Yes, It’s Possible to Retire a Millionaire

Yes, It's Possible to Retire a Millionaire

Is retiring a millionaire in Singapore wishful thinking or within reach? Many of us doubt the possibility of retiring comfortably in Singapore given the high cost of living here. According to the The Straits Times, about four in five of the elderly relied on adult children as their income source as of 2011, a dependence that may be increasingly unsustainable given the demographic trends. Even though the future cohorts of seniors will have more resources to retire on due to improvements in education and income over the years, retirement planning still stems from one’s discipline to be able to save and plan for the future.

On #YourMoney, Michelle Martin spoke to Kuan Lili, Independent Director of CapitaLand China Retail Trust, who shared how smart investments and early budget planning can help one retire with millions in the bank.

Michelle Martin: Where do we start if we want to retire with a million [dollars] in the bank?

Lili: Start by looking at your current financial position, then think about where you want to be in your retirement years. Do you want to be able to take a holiday whenever you feel like it? Do you want to be able to buy a nice bicycle for your grandchildren? Thinking about what you want to have in your retirement years, [that] should be your starting point.

[Next], come up with your own personal budget - list down all your monthly income and expenses. Review your budget and identify areas where you can save and/or invest. As a rule [of thumb], you should try and differentiate between your needs and wants. Then, take action on the areas [where you can save] which you have identified.

Michelle: So it starts with awareness, and knowing the difference between your needs and wants. And you can’t get away with saving [money], so you have to start early if you want to retire a millionaire?
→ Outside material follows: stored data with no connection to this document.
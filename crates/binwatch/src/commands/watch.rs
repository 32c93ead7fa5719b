//! Live event feed: start the monitor and print one line per event.

use chrono::{DateTime, Utc};
use serde::Serialize;
use tokio::sync::broadcast::error::RecvError;
use tracing::{info, warn};

use binwatch_core::{Hue, Monitor, MonitorEvent};

use crate::cli::{GlobalOpts, OutputFormat};
use crate::error::CliError;
use crate::output::{self, Painter};

#[derive(Debug, Serialize)]
struct EventLine {
    at: DateTime<Utc>,
    #[serde(flatten)]
    event: EventBody,
}

#[derive(Debug, Serialize)]
#[serde(tag = "event", rename_all = "snake_case")]
enum EventBody {
    Snapshot {
        generation: u64,
        bins: usize,
        online: usize,
        full_bins: u32,
        unread: u32,
    },
    Markers {
        added: Vec<String>,
        removed: Vec<String>,
        updated: usize,
    },
    PollError {
        kind: String,
        message: String,
    },
    ActionFailed {
        action: String,
        message: String,
    },
    ActionCompleted {
        action: String,
        message: String,
    },
}

/// Summarize an event. Marker diffs that only update in place are skipped.
fn describe(event: &MonitorEvent) -> Option<EventBody> {
    Some(match event {
        MonitorEvent::SnapshotChanged(snap) => EventBody::Snapshot {
            generation: snap.generation,
            bins: snap.devices.len(),
            online: snap.online_count(),
            full_bins: snap.stats.full_bins,
            unread: snap.stats.unread_notifications,
        },
        MonitorEvent::MarkersChanged(diff) => {
            if diff.is_membership_unchanged() {
                return None;
            }
            EventBody::Markers {
                added: diff.to_add.iter().map(|d| d.id.to_string()).collect(),
                removed: diff.to_remove.iter().map(ToString::to_string).collect(),
                updated: diff.to_update.len(),
            }
        }
        MonitorEvent::PollError(e) => EventBody::PollError {
            kind: e.kind().to_string(),
            message: e.to_string(),
        },
        MonitorEvent::ActionFailed { action, error } => EventBody::ActionFailed {
            action: action.to_string(),
            message: error.to_string(),
        },
        MonitorEvent::ActionCompleted { action, message } => EventBody::ActionCompleted {
            action: action.to_string(),
            message: message.clone(),
        },
    })
}

fn text(line: &EventLine, painter: Painter) -> String {
    let at = painter.dim(&line.at.format("%H:%M:%S").to_string());
    let body = match &line.event {
        EventBody::Snapshot {
            generation,
            bins,
            online,
            full_bins,
            unread,
        } => {
            let full = format!("{full_bins} full");
            let full = if *full_bins > 0 {
                painter.hue(Hue::Red, &full)
            } else {
                full
            };
            format!("snapshot #{generation}: {online}/{bins} online, {full}, {unread} unread")
        }
        EventBody::Markers {
            added,
            removed,
            updated,
        } => format!(
            "markers: +{} -{} ~{updated}",
            added.len(),
            removed.len()
        ),
        EventBody::PollError { kind, message } => {
            painter.hue(Hue::Red, &format!("poll failed ({kind}): {message}"))
        }
        EventBody::ActionFailed { action, message } => {
            painter.hue(Hue::Red, &format!("{action} failed: {message}"))
        }
        EventBody::ActionCompleted { action, message } => {
            painter.hue(Hue::Green, &format!("{action}: {message}"))
        }
    };
    format!("{at} {body}")
}

fn render(line: &EventLine, format: &OutputFormat, painter: Painter) -> Result<String, CliError> {
    match format {
        OutputFormat::Json | OutputFormat::JsonCompact => output::render_json_compact(line),
        OutputFormat::Yaml => Ok(format!("---\n{}", output::render_yaml(line)?.trim_end())),
        OutputFormat::Table | OutputFormat::Plain => Ok(text(line, painter)),
    }
}

pub async fn handle(monitor: &Monitor, global: &GlobalOpts) -> Result<(), CliError> {
    let painter = Painter::new(&global.color_mode());
    let format = global.format();

    // Subscribe before starting so the first poll's events are seen.
    let mut events = monitor.events();
    if let Err(e) = monitor.start().await {
        // Already broadcast as a poll error; the timer keeps going.
        warn!(error = %e, "first poll failed");
    }
    info!(
        backend = %monitor.config().url,
        interval_secs = monitor.config().poll_interval.as_secs(),
        "watching, Ctrl-C to stop"
    );

    let ctrl_c = tokio::signal::ctrl_c();
    tokio::pin!(ctrl_c);

    loop {
        tokio::select! {
            _ = &mut ctrl_c => break,
            received = events.recv() => match received {
                Ok(event) => {
                    let Some(body) = describe(&event) else { continue };
                    let line = EventLine { at: Utc::now(), event: body };
                    output::print_output(&render(&line, &format, painter)?, global.quiet);
                }
                Err(RecvError::Lagged(skipped)) => warn!(skipped, "event feed lagged"),
                Err(RecvError::Closed) => break,
            },
        }
    }
    Ok(())
}

#[cfg(test)]
#[allow(clippy::unwrap_used)]
mod tests {
    use binwatch_core::{CoreError, ManualAction};

    use super::*;

    #[test]
    fn json_lines_are_tagged() {
        let line = EventLine {
            at: Utc::now(),
            event: describe(&MonitorEvent::ActionFailed {
                action: ManualAction::SimulateUpdate,
                error: CoreError::NetworkFailure {
                    reason: "refused".into(),
                },
            })
            .unwrap(),
        };
        let json = output::render_json_compact(&line).unwrap();
        assert!(json.contains(r#""event":"action_failed""#), "{json}");
        assert!(json.contains(r#""action":"simulate-update""#), "{json}");
    }

    #[test]
    fn in_place_marker_updates_are_skipped() {
        let diff = binwatch_core::MarkerDiff::default();
        assert!(describe(&MonitorEvent::MarkersChanged(std::sync::Arc::new(diff))).is_none());
    }
}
Lili: Yes. The earlier you start, the [more] time you have for the money to work for you. Basically, if you’re young - say you’re 30 now - you have 30 years to make your money work for you.

Michelle: Can you help us to understand the Rule of 72 and how it is going to help us on this road to becoming millionaires when we retire?

Lili: The rule of 72 is a really quick way for you to calculate how long it takes to double your money. So suppose you have $1,000 and you put that in a fixed deposit, earning an interest of 2% per annum. Basically, you divide 72 by the annual rate of return from an investment. So in this particular case, you take 72/2 = 36 years. So, it will take you 36 years to grow your $1,000 deposit to $2,000.

So let’s compare that to taking the same $2,000 and choosing an investment that gives you a higher return - a real estate investment trust that pays 7.2% per annum. So you take 72/7.2 = 10 years. So it takes 10 years to gain an additional $2,000.

The rule of 72 can also be used to calculate how long it takes for you to lose your money. For instance you have $2,000 and the inflation rate is 4%. 72/4=18 years. So in 18 years time, your $2,000 is only one thousand sobering numbers.

Michelle: Do you think long-term investment is a guaranteed way to have a million in the bank?

Lili: Yes. Actually, a lot of people say you should just buy and hold but I’m not sure that’s actually sound advice especially when market cycles are getting shorter and more volatile all the time. For example, look at what happened to Hyflux. You take your eyes off the ball because you buy and hold and before you know it, the company is in trouble. So I would say there’s no getting away from constantly reviewing your investments. There are no excuses, you can get news everywhere now.

Listen: Long-Term Investing 101

Michelle: There is so much "noise" out there, [providing] conflicting information. How can we cut through it?

Lili: Generally if you want to shortcut the process of reading 100 articles daily, subscribe to fairly reputable site(s) and read the news from there. If you open a broker account [with any brokerage], they'll send you reports that summarises all the analysts' thoughts on companies that they cover. Of course if you can subscribe to more than one, [you get] different perspectives. So, any brokerages that you open will send you reports or you can also just go to websites to read it for free.

Michelle: Are there pitfalls one can encounter in this quest to retire with $1,000,000 in the bank?

Lili: There are certainly pitfalls and you have to be on top of it. One of the most common mistakes is buying an investment and forgetting about it. Before you know it, the value is gone. So I would say if you’re going to invest, set a loss limit, like a price target. If it falls 10% (depending on your risk tolerance) below what you paid for, don’t get sentimental and just get rid of it.

Michelle: A lot of people want to be lazy investors. [Nowadays, people let] robo investors do all the work. What do you think about just leaving it to the algorithm?

Lili: I think the problem with algorithms is that the rules are preset. When certain market conditions present themselves, [the robo investors will] just sell all because they pretty much have the same rules. So it could have a cascading effect. Before totally relying on robo investors, you need to check how good is the person setting the rules and whether they have a good track record.